When my husband and I first got together, I never knew what a dad did.

I knew mother’s worked and fed their children, cooked, cleaned and loved their children but what exactly did fathers do?

My biological father, the only one I knew died a few years back and I mourned his death.
I mourned what should have been, what could have been and what was!

I believe I received my first hiding from my father when I was 7 months old. I recall at 19 years old, he told me the story of how I cried non stop and how he picked me up and whacked me. At my shocked expression, he proudly told me how I stopped crying after that!

I often wondered what could possibly go through your mind that you’d hit a baby then justify that beating by saying at least you didn’t cry anymore!

I recall during my childhood that my siblings and I received several beatings from him. We would get beaten if he didn’t go to work cause we were too loud. We would get beaten if he went to work cause then he’d return in a “bad mood!”

I don’t remember him ever hugging us but I do recall the anger, the shouting, the sarcasm and the “hidings”

I remember praying and walking home very slowly just to finish the prayer in which I would beg that my dad not be home!
Some of my friends dads would be walking home while we played in the street and I would stop and stare because they ran towards their fathers for hugs and kisses.

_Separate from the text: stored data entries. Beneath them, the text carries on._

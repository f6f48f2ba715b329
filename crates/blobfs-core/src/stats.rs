//! Container statistics via breadth-first namespace traversal

use crate::{path, Result};
use blobfs_store::{ListItem, ListRequest, ObjectStore, PageToken};
use serde::{Deserialize, Serialize};
use std::collections::{HashMap, HashSet, VecDeque};
use tracing::instrument;

/// Map key attributing root-level files, since the root has no prefix of its
/// own.
pub const ROOT_DIRECTORY_KEY: &str = path::DELIMITER;

/// Aggregate statistics for one container.
#[derive(Clone, Debug, Serialize, Deserialize)]
pub struct ContainerStats {
    /// Count of non-placeholder objects
    pub total_files: u64,
    /// Count of distinct directory prefixes discovered during traversal
    pub total_directories: u64,
    /// Quota supplied by configuration, never discovered from the store
    pub total_capacity: u64,
    /// Sum of non-placeholder object sizes
    pub used_capacity: u64,
    /// `total_capacity` minus `used_capacity`, saturating at zero
    pub remaining_capacity: u64,
    /// Byte totals per directory prefix. A file counts only toward its
    /// immediate parent ([`ROOT_DIRECTORY_KEY`] for root files); values are
    /// NOT rolled up into ancestor directories.
    pub size_per_directory: HashMap<String, u64>,
}

/// Compute statistics by walking the virtual tree breadth-first from the
/// root.
///
/// Everything is re-derived from the live store state; any enumeration error
/// fails the whole call rather than returning a partial aggregate.
#[instrument(skip(store))]
pub async fn container_stats<S: ObjectStore + ?Sized>(
    store: &S,
    container: &str,
    total_capacity: u64,
) -> Result<ContainerStats> {
    let mut total_files = 0u64;
    let mut used_capacity = 0u64;
    let mut discovered: HashSet<String> = HashSet::new();
    let mut size_per_directory: HashMap<String, u64> = HashMap::new();

    let mut queue: VecDeque<String> = VecDeque::new();
    queue.push_back(String::new());

    while let Some(current) = queue.pop_front() {
        let mut token: Option<PageToken> = None;
        loop {
            let page = store
                .list(
                    container,
                    ListRequest::grouped(&current, path::DELIMITER).with_token(token),
                )
                .await?;

            for item in page.items {
                match item {
                    ListItem::Object(info) => {
                        if path::is_placeholder(&info.key) {
                            continue;
                        }
                        total_files += 1;
                        used_capacity += info.size;
                        let key = if current.is_empty() {
                            ROOT_DIRECTORY_KEY.to_string()
                        } else {
                            current.clone()
                        };
                        *size_per_directory.entry(key).or_insert(0) += info.size;
                    }
                    ListItem::CommonPrefix(group) => {
                        if discovered.insert(group.clone()) {
                            queue.push_back(group);
                        }
                    }
                }
            }

            match page.next_token {
                Some(next) => token = Some(next),
                None => break,
            }
        }
    }

    Ok(ContainerStats {
        total_files,
        total_directories: discovered.len() as u64,
        total_capacity,
        used_capacity,
        remaining_capacity: total_capacity.saturating_sub(used_capacity),
        size_per_directory,
    })
}

#[cfg(test)]
mod tests {
    use super::*;
    use blobfs_store::{ContainerAccess, MemoryObjectStore};
    use bytes::Bytes;

    const CONTAINER: &str = "test";
    const QUOTA: u64 = 1000;

    async fn store_with(keys: &[(&str, usize)]) -> MemoryObjectStore {
        let store = MemoryObjectStore::new();
        store
            .ensure_container(CONTAINER, ContainerAccess::Private)
            .await
            .unwrap();
        for (key, size) in keys {
            store
                .put(CONTAINER, key, Bytes::from(vec![0u8; *size]))
                .await
                .unwrap();
        }
        store
    }

    #[tokio::test]
    async fn test_reference_scenario() {
        let store = store_with(&[
            ("a.txt", 10),
            ("docs/.placeholder", 11),
            ("docs/b.txt", 20),
        ])
        .await;

        let stats = container_stats(&store, CONTAINER, QUOTA).await.unwrap();
        assert_eq!(stats.total_files, 2);
        assert_eq!(stats.total_directories, 1);
        assert_eq!(stats.used_capacity, 30);
        assert_eq!(stats.remaining_capacity, QUOTA - 30);
        assert_eq!(stats.size_per_directory.len(), 2);
        assert_eq!(stats.size_per_directory["/"], 10);
        assert_eq!(stats.size_per_directory["docs/"], 20);
    }

    #[tokio::test]
    async fn test_sizes_attribute_to_immediate_parent_only() {
        let store = store_with(&[
            ("a/one.txt", 1),
            ("a/b/two.txt", 2),
            ("a/b/c/three.txt", 4),
        ])
        .await;

        let stats = container_stats(&store, CONTAINER, QUOTA).await.unwrap();
        assert_eq!(stats.total_files, 3);
        assert_eq!(stats.total_directories, 3);
        assert_eq!(stats.used_capacity, 7);
        // Flat per-directory sums, no ancestor rollup.
        assert_eq!(stats.size_per_directory["a/"], 1);
        assert_eq!(stats.size_per_directory["a/b/"], 2);
        assert_eq!(stats.size_per_directory["a/b/c/"], 4);
    }

    #[tokio::test]
    async fn test_per_directory_sums_add_up_to_used_capacity() {
        let store = store_with(&[
            ("r1.txt", 3),
            ("r2.txt", 5),
            ("x/f.txt", 7),
            ("x/y/g.txt", 11),
            ("z/.placeholder", 11),
        ])
        .await;

        let stats = container_stats(&store, CONTAINER, QUOTA).await.unwrap();
        let summed: u64 = stats.size_per_directory.values().sum();
        assert_eq!(summed, stats.used_capacity);
        assert_eq!(stats.used_capacity, 26);
        // z/ holds only its placeholder but still counts as a directory.
        assert_eq!(stats.total_directories, 3);
        assert!(!stats.size_per_directory.contains_key("z/"));
    }

    #[tokio::test]
    async fn test_empty_container() {
        let store = store_with(&[]).await;
        let stats = container_stats(&store, CONTAINER, QUOTA).await.unwrap();
        assert_eq!(stats.total_files, 0);
        assert_eq!(stats.total_directories, 0);
        assert_eq!(stats.used_capacity, 0);
        assert_eq!(stats.remaining_capacity, QUOTA);
        assert!(stats.size_per_directory.is_empty());
    }
}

We would be shouted at if there was no food or if the house (if you could call one room that),was untidy. He would order his tea in this big, booming voice and we would be fighting with each other who got to make the tea just in case it wasn’t how he liked it!

My mom divorced my dad when I was around 7 years old and all I recall were my siblings and I celebrating the fact that we would be “free” to talk, to play, to walk around without fear of being hurt!

I used to long for the type of father I would see on tv or read about in books. A father that laughed or hugged their children and one that used to find joy in just being with them.

Years later when my daughter was about 3 years old, I recall having an argument with my husband because I was struggling to put my daughter to sleep and he offered and I politely declined and suddenly he looked all sad and said:”You don’t need me so I don’t know what I’m doing here! You control everything, you bath her, love her, play with her, teach her and every time I try do something you tell her to come to you!”
I’m not her dad, I’m just helping with the bills!”

My first reaction to his outburst was defensive but sitting down I realized that he was right. I never even went to the store without my daughter and I would have an argument with him every time he tried to teach her or maybe became a bit impatient with her.

Truths, hard truths aren’t easy to stare at but I loved him enough to want to listen and to try understand what he was saying. I cried so much that weekend.
We dropped my daughter at my moms and spent the entire weekend just talking and trying to fix what was wrong and mostly for me to realize that I didn’t have to do everything by myself, that I could just let go of some of that iron clad control and allow them to form their own bond without me interfering.

I wish I could say that it all fell magically into place after that weekend but it didn’t.
It took hard work for me not to jump whenever my daughter was hurt or needing something or simply wanting to play.

I didn’t know what dad’s did, I never had that.

All I was subjected to was the painful, neglectful side of fatherhood. The tired dad, the moody dad, the abusive dad, the angry dad was the norm for me and the fact that my daughter wanted to spend time with her dad was shocking and yes, a part of me wanted her all to myself but thank goodness that I was able to face the ugly truth that I had no clue what role fathers have in their children’s lives.

My daughter will be 28 this year and I’m happy to report that she is a wonderful, compassionate, beautiful person who has a very close relationship with her dad, without it ever having taken anything away from mine and her relationship. I love the fact that she wants to spend time with me or him separately and together. I love the bonds we have and yes, I’m proud that the curse has been broken.

You don’t know what “normal” is when “normal” is what you have never experienced!